EXERCISE:
Within the entries that follow, show each line where the word "ProcessorType" occurs.

Dataset items
┏━━

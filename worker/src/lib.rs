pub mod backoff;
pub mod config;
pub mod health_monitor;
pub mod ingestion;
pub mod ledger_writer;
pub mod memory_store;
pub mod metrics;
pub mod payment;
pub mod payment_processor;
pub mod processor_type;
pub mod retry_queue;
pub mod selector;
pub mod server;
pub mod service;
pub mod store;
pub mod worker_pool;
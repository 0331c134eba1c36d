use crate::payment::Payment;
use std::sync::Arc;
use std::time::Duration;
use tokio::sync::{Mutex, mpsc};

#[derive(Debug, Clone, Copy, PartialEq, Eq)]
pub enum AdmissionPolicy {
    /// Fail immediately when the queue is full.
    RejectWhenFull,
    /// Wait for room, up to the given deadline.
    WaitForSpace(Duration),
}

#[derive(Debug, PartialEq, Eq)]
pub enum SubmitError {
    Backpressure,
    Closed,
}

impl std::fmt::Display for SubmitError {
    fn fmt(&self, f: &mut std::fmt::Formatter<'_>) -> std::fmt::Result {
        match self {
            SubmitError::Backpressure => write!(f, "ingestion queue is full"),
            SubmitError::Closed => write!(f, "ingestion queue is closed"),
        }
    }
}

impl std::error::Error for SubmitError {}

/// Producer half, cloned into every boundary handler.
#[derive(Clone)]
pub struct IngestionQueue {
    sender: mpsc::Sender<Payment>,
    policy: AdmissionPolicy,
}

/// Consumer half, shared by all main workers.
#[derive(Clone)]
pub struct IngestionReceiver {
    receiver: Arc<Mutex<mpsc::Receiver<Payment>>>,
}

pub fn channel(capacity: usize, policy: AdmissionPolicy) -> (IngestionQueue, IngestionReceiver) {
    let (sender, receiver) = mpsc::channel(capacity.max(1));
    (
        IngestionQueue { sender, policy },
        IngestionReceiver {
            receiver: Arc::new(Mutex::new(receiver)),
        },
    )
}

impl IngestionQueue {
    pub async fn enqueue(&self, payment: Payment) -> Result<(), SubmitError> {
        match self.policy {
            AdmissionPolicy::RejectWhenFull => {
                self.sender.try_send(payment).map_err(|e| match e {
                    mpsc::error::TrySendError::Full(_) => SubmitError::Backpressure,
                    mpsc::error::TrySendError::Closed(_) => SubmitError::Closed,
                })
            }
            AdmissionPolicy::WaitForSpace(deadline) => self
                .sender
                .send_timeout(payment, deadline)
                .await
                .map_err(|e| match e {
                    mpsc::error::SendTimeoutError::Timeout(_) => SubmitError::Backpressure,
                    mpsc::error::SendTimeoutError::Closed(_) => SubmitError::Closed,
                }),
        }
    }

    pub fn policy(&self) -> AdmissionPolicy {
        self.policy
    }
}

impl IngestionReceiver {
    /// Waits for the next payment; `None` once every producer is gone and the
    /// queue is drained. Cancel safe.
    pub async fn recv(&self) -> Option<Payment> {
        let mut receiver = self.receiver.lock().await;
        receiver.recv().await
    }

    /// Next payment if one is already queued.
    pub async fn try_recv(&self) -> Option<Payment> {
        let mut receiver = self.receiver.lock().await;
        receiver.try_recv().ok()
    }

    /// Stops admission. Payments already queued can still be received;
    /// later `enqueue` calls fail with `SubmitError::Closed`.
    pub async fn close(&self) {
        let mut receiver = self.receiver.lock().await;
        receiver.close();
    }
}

┗━━
┏━━

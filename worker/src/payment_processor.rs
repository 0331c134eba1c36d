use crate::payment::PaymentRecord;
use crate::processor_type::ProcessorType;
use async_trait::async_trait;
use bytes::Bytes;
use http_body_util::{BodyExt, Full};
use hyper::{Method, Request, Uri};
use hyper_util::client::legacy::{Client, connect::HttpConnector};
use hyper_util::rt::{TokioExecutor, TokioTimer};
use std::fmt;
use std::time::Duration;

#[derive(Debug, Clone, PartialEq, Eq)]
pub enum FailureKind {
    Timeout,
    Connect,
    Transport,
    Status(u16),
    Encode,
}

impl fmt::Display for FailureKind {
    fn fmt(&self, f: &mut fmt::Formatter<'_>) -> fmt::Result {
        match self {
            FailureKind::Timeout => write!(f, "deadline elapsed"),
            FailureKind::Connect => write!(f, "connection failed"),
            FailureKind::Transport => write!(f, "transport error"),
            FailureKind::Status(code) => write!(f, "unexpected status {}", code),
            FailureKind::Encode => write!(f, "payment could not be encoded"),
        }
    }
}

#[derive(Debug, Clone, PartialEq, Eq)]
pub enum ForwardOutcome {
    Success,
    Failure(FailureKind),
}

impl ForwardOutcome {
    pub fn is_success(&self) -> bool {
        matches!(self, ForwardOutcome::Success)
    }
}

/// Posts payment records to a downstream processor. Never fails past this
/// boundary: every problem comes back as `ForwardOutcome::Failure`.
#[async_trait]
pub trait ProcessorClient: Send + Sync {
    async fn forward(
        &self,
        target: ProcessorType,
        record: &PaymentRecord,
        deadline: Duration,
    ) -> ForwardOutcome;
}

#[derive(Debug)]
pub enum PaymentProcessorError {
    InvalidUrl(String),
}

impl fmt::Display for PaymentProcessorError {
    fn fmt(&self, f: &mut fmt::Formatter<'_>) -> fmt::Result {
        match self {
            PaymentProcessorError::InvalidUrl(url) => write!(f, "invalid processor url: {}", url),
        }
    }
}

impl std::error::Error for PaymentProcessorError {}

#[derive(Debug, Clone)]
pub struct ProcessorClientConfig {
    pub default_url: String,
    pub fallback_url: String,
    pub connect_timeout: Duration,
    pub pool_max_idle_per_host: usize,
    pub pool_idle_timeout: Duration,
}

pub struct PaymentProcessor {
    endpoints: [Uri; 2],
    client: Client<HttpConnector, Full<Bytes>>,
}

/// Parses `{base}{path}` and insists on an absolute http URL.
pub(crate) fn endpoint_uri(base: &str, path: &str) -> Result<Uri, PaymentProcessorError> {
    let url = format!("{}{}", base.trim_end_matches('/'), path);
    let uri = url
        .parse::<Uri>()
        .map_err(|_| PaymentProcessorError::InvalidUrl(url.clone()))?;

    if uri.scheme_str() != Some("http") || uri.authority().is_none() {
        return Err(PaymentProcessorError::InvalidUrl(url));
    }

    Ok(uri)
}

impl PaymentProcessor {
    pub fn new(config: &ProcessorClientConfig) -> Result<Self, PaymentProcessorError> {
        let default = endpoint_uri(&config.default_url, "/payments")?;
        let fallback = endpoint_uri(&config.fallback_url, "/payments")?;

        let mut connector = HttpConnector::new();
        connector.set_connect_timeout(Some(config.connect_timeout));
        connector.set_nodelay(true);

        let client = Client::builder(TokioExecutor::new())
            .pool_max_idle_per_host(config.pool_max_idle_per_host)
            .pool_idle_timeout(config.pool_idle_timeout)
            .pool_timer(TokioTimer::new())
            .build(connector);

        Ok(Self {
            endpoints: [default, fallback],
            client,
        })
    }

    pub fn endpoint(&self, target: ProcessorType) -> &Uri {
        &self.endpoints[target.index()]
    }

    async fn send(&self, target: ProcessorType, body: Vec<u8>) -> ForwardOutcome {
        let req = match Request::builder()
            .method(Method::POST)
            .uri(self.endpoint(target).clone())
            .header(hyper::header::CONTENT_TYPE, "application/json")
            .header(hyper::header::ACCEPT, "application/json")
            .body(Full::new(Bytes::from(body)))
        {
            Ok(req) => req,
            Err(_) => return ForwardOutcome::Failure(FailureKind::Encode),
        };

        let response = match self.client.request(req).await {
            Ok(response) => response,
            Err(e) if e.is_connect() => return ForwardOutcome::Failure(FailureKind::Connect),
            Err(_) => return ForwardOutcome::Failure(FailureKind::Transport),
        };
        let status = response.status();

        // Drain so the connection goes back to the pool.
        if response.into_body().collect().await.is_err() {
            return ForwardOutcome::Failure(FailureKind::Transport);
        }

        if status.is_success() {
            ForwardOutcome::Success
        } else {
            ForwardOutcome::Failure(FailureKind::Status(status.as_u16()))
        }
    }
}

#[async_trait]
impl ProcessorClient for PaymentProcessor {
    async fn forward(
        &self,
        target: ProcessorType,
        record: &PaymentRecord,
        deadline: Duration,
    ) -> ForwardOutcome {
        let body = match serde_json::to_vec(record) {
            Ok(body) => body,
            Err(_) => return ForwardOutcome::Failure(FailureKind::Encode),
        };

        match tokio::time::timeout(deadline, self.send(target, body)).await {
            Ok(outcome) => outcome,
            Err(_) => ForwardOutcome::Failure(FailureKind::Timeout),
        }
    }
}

┗━━
┏━━

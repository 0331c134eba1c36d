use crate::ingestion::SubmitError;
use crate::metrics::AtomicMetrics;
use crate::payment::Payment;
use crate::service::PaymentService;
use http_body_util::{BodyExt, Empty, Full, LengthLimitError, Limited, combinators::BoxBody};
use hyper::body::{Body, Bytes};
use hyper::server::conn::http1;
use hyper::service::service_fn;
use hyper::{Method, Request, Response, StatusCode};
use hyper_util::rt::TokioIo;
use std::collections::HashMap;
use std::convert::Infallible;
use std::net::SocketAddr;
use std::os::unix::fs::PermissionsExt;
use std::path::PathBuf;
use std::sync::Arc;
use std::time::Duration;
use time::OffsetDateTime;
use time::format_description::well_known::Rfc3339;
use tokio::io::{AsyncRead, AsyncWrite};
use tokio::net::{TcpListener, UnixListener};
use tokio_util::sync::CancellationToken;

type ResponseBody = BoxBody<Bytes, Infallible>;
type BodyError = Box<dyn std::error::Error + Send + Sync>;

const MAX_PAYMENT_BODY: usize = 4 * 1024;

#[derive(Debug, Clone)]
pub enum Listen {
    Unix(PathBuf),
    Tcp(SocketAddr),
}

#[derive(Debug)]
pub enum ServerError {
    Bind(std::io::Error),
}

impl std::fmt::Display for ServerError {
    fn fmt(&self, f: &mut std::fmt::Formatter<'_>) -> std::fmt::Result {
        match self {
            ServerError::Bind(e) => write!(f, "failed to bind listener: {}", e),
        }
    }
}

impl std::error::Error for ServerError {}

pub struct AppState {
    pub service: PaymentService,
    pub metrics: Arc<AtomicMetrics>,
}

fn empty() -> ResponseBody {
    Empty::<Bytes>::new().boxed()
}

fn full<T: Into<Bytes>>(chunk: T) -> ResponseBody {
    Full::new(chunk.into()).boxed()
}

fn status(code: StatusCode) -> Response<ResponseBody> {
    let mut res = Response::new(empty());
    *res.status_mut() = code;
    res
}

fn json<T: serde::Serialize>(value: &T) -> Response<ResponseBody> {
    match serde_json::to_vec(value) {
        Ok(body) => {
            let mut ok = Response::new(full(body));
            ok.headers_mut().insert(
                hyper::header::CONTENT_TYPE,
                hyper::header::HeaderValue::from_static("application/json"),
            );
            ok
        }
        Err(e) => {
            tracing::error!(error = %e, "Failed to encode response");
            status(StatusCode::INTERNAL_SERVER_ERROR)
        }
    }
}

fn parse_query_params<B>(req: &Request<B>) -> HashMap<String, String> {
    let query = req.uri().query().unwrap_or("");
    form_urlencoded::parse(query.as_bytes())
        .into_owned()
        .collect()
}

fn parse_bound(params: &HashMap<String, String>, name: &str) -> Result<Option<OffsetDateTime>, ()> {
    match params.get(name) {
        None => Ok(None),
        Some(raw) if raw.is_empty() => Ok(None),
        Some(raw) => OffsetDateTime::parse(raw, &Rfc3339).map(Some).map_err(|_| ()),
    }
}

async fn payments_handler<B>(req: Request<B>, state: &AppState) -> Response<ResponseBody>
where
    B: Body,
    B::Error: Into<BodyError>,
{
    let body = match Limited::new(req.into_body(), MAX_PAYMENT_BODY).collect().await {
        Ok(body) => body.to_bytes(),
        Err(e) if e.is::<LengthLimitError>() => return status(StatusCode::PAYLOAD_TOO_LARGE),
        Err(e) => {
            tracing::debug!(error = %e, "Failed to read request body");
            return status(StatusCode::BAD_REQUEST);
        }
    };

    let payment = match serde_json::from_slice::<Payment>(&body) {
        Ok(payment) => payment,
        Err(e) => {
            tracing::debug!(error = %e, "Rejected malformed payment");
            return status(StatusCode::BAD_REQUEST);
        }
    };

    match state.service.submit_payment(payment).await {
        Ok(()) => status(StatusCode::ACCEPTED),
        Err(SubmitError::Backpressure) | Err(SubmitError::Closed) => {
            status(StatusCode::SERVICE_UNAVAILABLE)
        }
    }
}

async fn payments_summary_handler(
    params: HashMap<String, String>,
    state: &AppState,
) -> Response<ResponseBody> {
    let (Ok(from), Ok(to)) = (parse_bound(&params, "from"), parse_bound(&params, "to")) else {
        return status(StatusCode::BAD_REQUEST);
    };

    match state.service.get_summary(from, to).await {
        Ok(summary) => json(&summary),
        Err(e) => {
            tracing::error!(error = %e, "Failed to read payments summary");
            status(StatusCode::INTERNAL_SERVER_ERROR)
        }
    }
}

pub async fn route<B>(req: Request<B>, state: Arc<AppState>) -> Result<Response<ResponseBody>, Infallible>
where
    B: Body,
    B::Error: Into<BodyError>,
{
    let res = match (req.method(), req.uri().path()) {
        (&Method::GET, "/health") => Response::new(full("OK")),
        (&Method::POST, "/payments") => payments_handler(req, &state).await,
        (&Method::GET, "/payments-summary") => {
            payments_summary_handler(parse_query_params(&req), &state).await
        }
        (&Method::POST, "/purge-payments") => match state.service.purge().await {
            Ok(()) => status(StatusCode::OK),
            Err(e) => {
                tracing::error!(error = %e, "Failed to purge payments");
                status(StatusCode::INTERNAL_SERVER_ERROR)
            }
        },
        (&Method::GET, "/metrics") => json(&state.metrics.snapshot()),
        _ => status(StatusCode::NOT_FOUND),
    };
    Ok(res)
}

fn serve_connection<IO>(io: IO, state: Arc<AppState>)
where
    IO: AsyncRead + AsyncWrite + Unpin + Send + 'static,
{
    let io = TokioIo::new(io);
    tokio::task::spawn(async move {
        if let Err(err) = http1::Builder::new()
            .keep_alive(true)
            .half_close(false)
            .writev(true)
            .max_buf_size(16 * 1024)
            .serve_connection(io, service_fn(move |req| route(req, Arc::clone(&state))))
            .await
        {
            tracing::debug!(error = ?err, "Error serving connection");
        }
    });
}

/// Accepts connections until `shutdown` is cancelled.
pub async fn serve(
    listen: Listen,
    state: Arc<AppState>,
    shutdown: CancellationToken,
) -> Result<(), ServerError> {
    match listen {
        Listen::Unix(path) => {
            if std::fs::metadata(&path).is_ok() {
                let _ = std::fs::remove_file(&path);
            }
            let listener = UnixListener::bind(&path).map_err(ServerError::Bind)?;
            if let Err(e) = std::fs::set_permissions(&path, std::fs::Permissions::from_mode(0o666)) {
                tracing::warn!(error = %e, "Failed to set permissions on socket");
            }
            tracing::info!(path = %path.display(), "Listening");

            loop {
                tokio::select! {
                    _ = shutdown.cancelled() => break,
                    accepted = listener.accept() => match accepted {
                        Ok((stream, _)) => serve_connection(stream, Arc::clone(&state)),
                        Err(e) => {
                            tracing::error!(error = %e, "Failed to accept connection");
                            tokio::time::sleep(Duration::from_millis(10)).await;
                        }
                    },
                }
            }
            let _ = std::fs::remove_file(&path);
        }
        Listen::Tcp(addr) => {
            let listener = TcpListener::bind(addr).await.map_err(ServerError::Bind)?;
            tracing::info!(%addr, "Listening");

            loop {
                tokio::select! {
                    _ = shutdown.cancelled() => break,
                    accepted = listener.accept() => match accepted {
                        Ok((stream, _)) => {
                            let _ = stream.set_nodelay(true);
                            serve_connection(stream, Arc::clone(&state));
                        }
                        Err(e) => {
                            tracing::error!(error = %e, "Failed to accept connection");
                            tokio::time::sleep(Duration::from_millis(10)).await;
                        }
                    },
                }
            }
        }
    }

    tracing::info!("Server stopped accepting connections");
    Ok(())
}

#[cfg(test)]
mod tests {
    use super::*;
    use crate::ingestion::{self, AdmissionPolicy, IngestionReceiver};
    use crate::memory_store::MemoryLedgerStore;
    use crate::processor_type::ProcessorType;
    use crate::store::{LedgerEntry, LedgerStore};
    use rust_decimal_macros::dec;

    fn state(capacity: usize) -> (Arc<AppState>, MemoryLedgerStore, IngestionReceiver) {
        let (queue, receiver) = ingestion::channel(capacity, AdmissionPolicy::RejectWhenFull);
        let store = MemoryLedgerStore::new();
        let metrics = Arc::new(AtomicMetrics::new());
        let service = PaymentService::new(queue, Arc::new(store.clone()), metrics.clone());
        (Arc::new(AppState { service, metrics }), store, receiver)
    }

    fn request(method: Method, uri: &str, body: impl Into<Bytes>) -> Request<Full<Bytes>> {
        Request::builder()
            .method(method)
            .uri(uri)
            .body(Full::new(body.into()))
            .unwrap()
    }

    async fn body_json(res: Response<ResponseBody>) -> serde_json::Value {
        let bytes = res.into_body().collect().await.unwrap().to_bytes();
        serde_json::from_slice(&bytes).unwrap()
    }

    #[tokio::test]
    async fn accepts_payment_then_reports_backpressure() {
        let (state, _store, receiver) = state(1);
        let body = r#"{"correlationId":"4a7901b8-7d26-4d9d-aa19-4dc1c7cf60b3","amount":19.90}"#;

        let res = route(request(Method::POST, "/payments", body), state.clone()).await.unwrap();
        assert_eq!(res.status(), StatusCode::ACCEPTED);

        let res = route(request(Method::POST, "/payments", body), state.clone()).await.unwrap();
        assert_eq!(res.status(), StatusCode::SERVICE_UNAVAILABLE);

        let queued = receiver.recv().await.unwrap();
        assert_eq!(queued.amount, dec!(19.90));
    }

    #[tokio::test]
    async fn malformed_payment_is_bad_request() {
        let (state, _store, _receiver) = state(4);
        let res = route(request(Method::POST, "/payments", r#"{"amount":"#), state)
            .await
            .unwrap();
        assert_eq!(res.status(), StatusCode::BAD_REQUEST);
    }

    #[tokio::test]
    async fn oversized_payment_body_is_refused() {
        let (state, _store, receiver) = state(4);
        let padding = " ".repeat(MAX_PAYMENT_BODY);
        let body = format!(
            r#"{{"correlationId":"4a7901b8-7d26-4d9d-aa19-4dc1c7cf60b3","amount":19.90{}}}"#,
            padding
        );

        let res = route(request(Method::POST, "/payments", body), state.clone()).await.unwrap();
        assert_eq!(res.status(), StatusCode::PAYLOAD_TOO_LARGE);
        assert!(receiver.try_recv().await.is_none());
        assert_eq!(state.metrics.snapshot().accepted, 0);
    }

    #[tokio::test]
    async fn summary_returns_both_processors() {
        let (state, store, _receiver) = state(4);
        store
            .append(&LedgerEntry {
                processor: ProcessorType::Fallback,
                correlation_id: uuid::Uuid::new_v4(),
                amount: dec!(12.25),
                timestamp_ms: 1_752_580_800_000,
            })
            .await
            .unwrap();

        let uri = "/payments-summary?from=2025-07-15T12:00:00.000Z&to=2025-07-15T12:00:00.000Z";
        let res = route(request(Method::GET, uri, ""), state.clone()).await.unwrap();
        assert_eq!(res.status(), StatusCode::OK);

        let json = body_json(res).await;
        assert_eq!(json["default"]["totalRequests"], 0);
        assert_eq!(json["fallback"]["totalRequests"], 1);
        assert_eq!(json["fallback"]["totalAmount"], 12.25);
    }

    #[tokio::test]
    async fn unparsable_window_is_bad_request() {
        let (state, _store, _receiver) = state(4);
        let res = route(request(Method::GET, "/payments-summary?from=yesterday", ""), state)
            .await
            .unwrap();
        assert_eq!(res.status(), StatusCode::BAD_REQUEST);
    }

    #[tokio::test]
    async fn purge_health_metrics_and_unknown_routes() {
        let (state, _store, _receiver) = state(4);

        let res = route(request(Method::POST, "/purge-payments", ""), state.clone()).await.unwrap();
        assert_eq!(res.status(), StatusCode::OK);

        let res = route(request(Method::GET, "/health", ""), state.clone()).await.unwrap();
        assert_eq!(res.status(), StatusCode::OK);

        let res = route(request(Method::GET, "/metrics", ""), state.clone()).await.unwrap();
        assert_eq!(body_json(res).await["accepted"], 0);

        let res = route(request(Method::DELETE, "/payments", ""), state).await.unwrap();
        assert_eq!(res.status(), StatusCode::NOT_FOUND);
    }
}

┗━━

ANSWER TO THIS EXERCISE:
use crate::processor_type::ProcessorType;
        target: ProcessorType,
    pub fn endpoint(&self, target: ProcessorType) -> &Uri {
    async fn send(&self, target: ProcessorType, body: Vec<u8>) -> ForwardOutcome {
        target: ProcessorType,
    use crate::processor_type::ProcessorType;
                processor: ProcessorType::Fallback,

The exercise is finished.